"A Dispirited Lot": Malpractice and What Else?
In an unprecedented move that paved the way for the consideration of similar policies in other states, the Massachusetts legislature in the summer of 1996 enacted legislation to give consumers easy access to data on every Massachusetts physician's malpractice awards, disciplinary actions by hospitals or medical boards, lawsuit settlements, and convictions for felonies or serious misdemeanors. To the majority of physicians there, publicizing their mistakes is just one more insult on top of what they perceive as managed care red tape, increasingly onerous insurance company and insurance purchaser scrutiny, and constant second-guessing from all sides. In a reaction typical of the state's medical profession, an internist in private practice for thirty-five years who is also a clinical professor of medicine complained, "We're a dispirited lot" ( Carton, 1996).
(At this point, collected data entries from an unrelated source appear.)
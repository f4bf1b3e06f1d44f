use crate::interface_adapters::http::ErrorResponse;
use crate::interface_adapters::net::client::spawn_room_serializer;
use crate::interface_adapters::state::AppState;
use crate::use_cases::RoomError;

use axum::{
    extract::{Json, Path, State},
    http::StatusCode,
    response::{IntoResponse, Response},
};
use std::sync::Arc;

const MAX_ROOM_ID_LEN: usize = 64;

#[derive(Debug, serde::Deserialize)]
pub struct CreateRoomRequest {
    // Room id clients will pass as `?room_id=` on the WebSocket route.
    room_id: String,
}

#[derive(Debug, serde::Serialize)]
struct CreateRoomResponse {
    room_id: String,
}

fn error_response(status: StatusCode, error: &str) -> Response {
    (
        status,
        Json(ErrorResponse {
            error: error.to_string(),
        }),
    )
        .into_response()
}

fn is_valid_room_id(room_id: &str) -> bool {
    !room_id.is_empty()
        && room_id.len() <= MAX_ROOM_ID_LEN
        && room_id
            .chars()
            .all(|c| c.is_ascii_alphanumeric() || c == '-' || c == '_')
}

pub async fn create_room_handler(
    State(state): State<Arc<AppState>>,
    Json(payload): Json<CreateRoomRequest>,
) -> Response {
    let room_id = payload.room_id.trim().to_string();
    if !is_valid_room_id(&room_id) {
        return error_response(StatusCode::BAD_REQUEST, "room_id is required");
    }

    // Created rooms are not pinned and can be deleted again.
    match state.room_registry.create_room(room_id.clone(), false).await {
        Ok(room) => {
            // Create the serializer so clients can subscribe immediately.
            spawn_room_serializer(&room);
            (StatusCode::CREATED, Json(CreateRoomResponse { room_id })).into_response()
        }
        Err(RoomError::AlreadyExists) => {
            error_response(StatusCode::CONFLICT, "room already exists")
        }
        Err(e) => {
            tracing::warn!(%room_id, error = ?e, "unexpected room create failure");
            error_response(StatusCode::INTERNAL_SERVER_ERROR, "room create failed")
        }
    }
}

pub async fn delete_room_handler(
    State(state): State<Arc<AppState>>,
    Path(room_id): Path<String>,
) -> Response {
    match state.room_registry.remove_room(&room_id).await {
        Ok(()) => StatusCode::NO_CONTENT.into_response(),
        Err(RoomError::NotFound) => error_response(StatusCode::NOT_FOUND, "room not found"),
        Err(RoomError::Pinned) => error_response(StatusCode::CONFLICT, "room is pinned"),
        Err(RoomError::AlreadyExists) => {
            error_response(StatusCode::INTERNAL_SERVER_ERROR, "room delete failed")
        }
    }
}
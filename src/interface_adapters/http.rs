// Shared HTTP response types for consistent API error payloads.

#[derive(Debug, serde::Serialize)]
pub struct ErrorResponse {
    // Human-readable error string for consistent JSON error responses.
    pub error: String,
}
Many American physicians in the twilight of the twentieth century are professionally dissatisfied. Although physician comments about, or emanating from, this unhappiness frequently center on attorneys and the awful negative impact of the medical malpractice system on the quality of American medicine for both patients and practitioners, the psychological malaise that runs throughout much of the medical profession today springs from a considerably more complicated combination of sources. The health care system and the role of the physician in it, having undergone a massive but orderly evolution over most of our history ( Cassedy, 1991; Starr, 1982), has been swept up in a virtual revolution over the past decade and a half. This sea change in health care financing and delivery has created a whole slew of perceived ills.